Depuis plus de 20 ans, et malgré des essais cliniques internationaux, les taux de guérison des cancers des enfants et des jeunes ne s’améliorent plus. Les cancers pédiatriques diffèrent de ceux de l’adulte par leur nature, avec une prédominance de leucémies, de sarcomes et de tumeurs cérébrales, mais également par leur biologie. L’optimisation des traitements passe donc par la compréhension de leurs spécificités moléculaires. Pour ce faire, l’utilisation des données –omiques est un enjeu clé. Même s’ils causent 80 000 décès/an à travers le monde, les cancers pédiatriques sont à considérer comme des maladies rares à l’échelle de la recherche. La mutualisation et le partage des données doivent donc être repensés et organisés à l’échelle de l’ensemble de la communauté scientifique, pour booster la recherche.

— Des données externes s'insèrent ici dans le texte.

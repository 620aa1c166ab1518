use crate::{ensure_success, ProviderError};
use reqwest::Client;
use serde::{Deserialize, Serialize};

#[derive(Clone)]
pub struct QdrantConfig {
    pub url: String,
    pub collection: String,
    pub api_key: Option<String>,
}

#[derive(Clone)]
pub struct QdrantClient {
    client: Client,
    cfg: QdrantConfig,
}

impl QdrantClient {
    pub fn new(cfg: QdrantConfig) -> Self {
        Self {
            client: Client::new(),
            cfg,
        }
    }

    pub fn collection(&self) -> &str {
        &self.cfg.collection
    }

    /// Nearest points to `vector`, best score first, payloads included.
    pub async fn search(
        &self,
        vector: Vec<f32>,
        limit: u64,
    ) -> Result<QdrantSearchResponse, ProviderError> {
        #[derive(Serialize)]
        struct SearchRequest {
            vector: Vec<f32>,
            limit: u64,
            with_payload: bool,
        }
        let url = format!(
            "{}/collections/{}/points/search",
            self.cfg.url.trim_end_matches('/'),
            self.cfg.collection
        );
        let body = SearchRequest {
            vector,
            limit,
            with_payload: true,
        };
        let mut builder = self.client.post(url).json(&body);
        if let Some(key) = &self.cfg.api_key {
            builder = builder.header("api-key", key);
        }
        let resp = builder
            .send()
            .await
            .map_err(|e| ProviderError::RequestFailed(e.to_string()))?;
        let resp = ensure_success(resp).await?;
        let parsed: QdrantSearchResponse = resp
            .json()
            .await
            .map_err(|e| ProviderError::MalformedResponse(e.to_string()))?;
        Ok(parsed)
    }
}

#[derive(Debug, Deserialize)]
pub struct QdrantSearchResponse {
    pub result: Vec<SearchResult>,
}

#[derive(Debug, Clone, Deserialize, Serialize)]
pub struct SearchResult {
    pub id: serde_json::Value,
    pub score: f64,
    pub payload: Option<serde_json::Value>,
}

impl SearchResult {
    /// Point ids are either UUID strings or unsigned integers.
    pub fn id_string(&self) -> String {
        match &self.id {
            serde_json::Value::String(s) => s.clone(),
            other => other.to_string(),
        }
    }

    pub fn payload_str(&self, key: &str) -> Option<&str> {
        self.payload.as_ref()?.get(key)?.as_str()
    }
}
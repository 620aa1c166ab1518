use serde::{Deserialize, Serialize};

#[derive(Debug, Clone, Default, Serialize, Deserialize)]
pub struct AppConfig {
    #[serde(default)]
    pub llm: LlmConfig,
    #[serde(default)]
    pub embeddings: EmbeddingConfig,
    #[serde(default)]
    pub vectors: VectorConfig,
    #[serde(default)]
    pub classification: ClassificationConfig,
    #[serde(default)]
    pub scan: ScanPaths,
    #[serde(default)]
    pub vulns: VulnConfig,
}

#[derive(Debug, Clone, Serialize, Deserialize)]
#[serde(default)]
pub struct LlmConfig {
    pub provider: String,
    pub model: String,
    pub base_url: String,
    pub temperature: f32,
}

impl Default for LlmConfig {
    fn default() -> Self {
        Self {
            provider: "ollama".to_string(),
            model: "llama3.1".to_string(),
            base_url: "http://localhost:11434".to_string(),
            temperature: 0.0,
        }
    }
}

#[derive(Debug, Clone, Serialize, Deserialize)]
#[serde(default)]
pub struct EmbeddingConfig {
    pub provider: String,
    pub model: String,
    pub base_url: String,
}

impl Default for EmbeddingConfig {
    fn default() -> Self {
        Self {
            provider: "ollama".to_string(),
            model: "nomic-embed-text".to_string(),
            base_url: "http://localhost:11434".to_string(),
        }
    }
}

#[derive(Debug, Clone, Serialize, Deserialize)]
#[serde(default)]
pub struct VectorConfig {
    pub url: String,
    pub collection: String,
}

impl Default for VectorConfig {
    fn default() -> Self {
        Self {
            url: "http://localhost:6333".to_string(),
            collection: "CodeSamples".to_string(),
        }
    }
}

#[derive(Debug, Clone, Serialize, Deserialize)]
#[serde(default)]
pub struct VulnConfig {
    pub osv_url: String,
}

impl Default for VulnConfig {
    fn default() -> Self {
        Self {
            osv_url: providers::osv::OSV_DEFAULT_URL.to_string(),
        }
    }
}

/// What to do when the neighbor vote is split.
#[derive(Debug, Clone, Copy, Default, PartialEq, Eq, Serialize, Deserialize)]
#[serde(rename_all = "snake_case")]
pub enum FallbackPolicy {
    #[default]
    FreeText,
    ToolCall,
    /// Label every split vote `NOCRYPTO` without calling the model.
    NoCrypto,
}

#[derive(Debug, Clone, Serialize, Deserialize)]
#[serde(default)]
pub struct ClassificationConfig {
    /// Neighbors per query; constant for the whole run.
    pub k: usize,
    pub fallback: FallbackPolicy,
}

impl Default for ClassificationConfig {
    fn default() -> Self {
        Self {
            k: 4,
            fallback: FallbackPolicy::FreeText,
        }
    }
}

#[derive(Debug, Clone, Default, Serialize, Deserialize)]
pub struct ScanPaths {
    #[serde(default)]
    pub exclude: Vec<String>,
}

pub fn load(path: Option<&str>) -> anyhow::Result<AppConfig> {
    let mut settings = config::Config::builder();
    if let Some(p) = path {
        settings = settings.add_source(config::File::with_name(p));
    } else {
        settings = settings.add_source(config::File::with_name("config/default").required(false));
    }
    settings = settings.add_source(
        config::Environment::with_prefix("CRYPTOSCAN")
            .separator("__")
            .try_parsing(true),
    );
    let cfg = settings.build()?;
    let app: AppConfig = cfg.try_deserialize()?;
    if app.classification.k == 0 {
        anyhow::bail!("classification.k must be at least 1");
    }
    Ok(app)
}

Dans ce cadre, nous avons initié la création d’un entrepôt national de données multi-omiques en cancérologie pédiatrique, nommé Share4Kids. L’objectif de cet entrepôt est de permettre aux chercheurs et aux cliniciens français de disposer de données moléculaires exhaustives et de qualité pour travailler notamment sur la définition d’une signature de résistance aux traitements, et identifier ainsi de nouvelles cibles thérapeutiques.

Nous avons initié au cours des derniers mois la caractérisation multi-omique de rhabdomyosarcomes et de tumeurs cérébrales, d’enfants, d’adolescents et de jeunes adultes âgés de moins de 25 ans. Ces données génomiques, transcriptomiques, épigénétiques et protéomiques seront utilisées pour comprendre quelles anomalies pré-existent ou apparaissent chez les patients qui ne répondent pas aux traitements, et travailler ainsi sur de nouvelles cibles thérapeutiques. En lien avec les pédiatres de l’IHOPe, nous souhaitons poursuivre cet effort de caractérisation des cancers des enfants et des jeunes, en nous focalisant notamment sur des cancers rares, comme les corticosurrénalomes et les néphroblastomes, de bon pronostic s’ils sont opérables, mais avec une survie extrêmement mauvaise lorsque la chirurgie est impossible.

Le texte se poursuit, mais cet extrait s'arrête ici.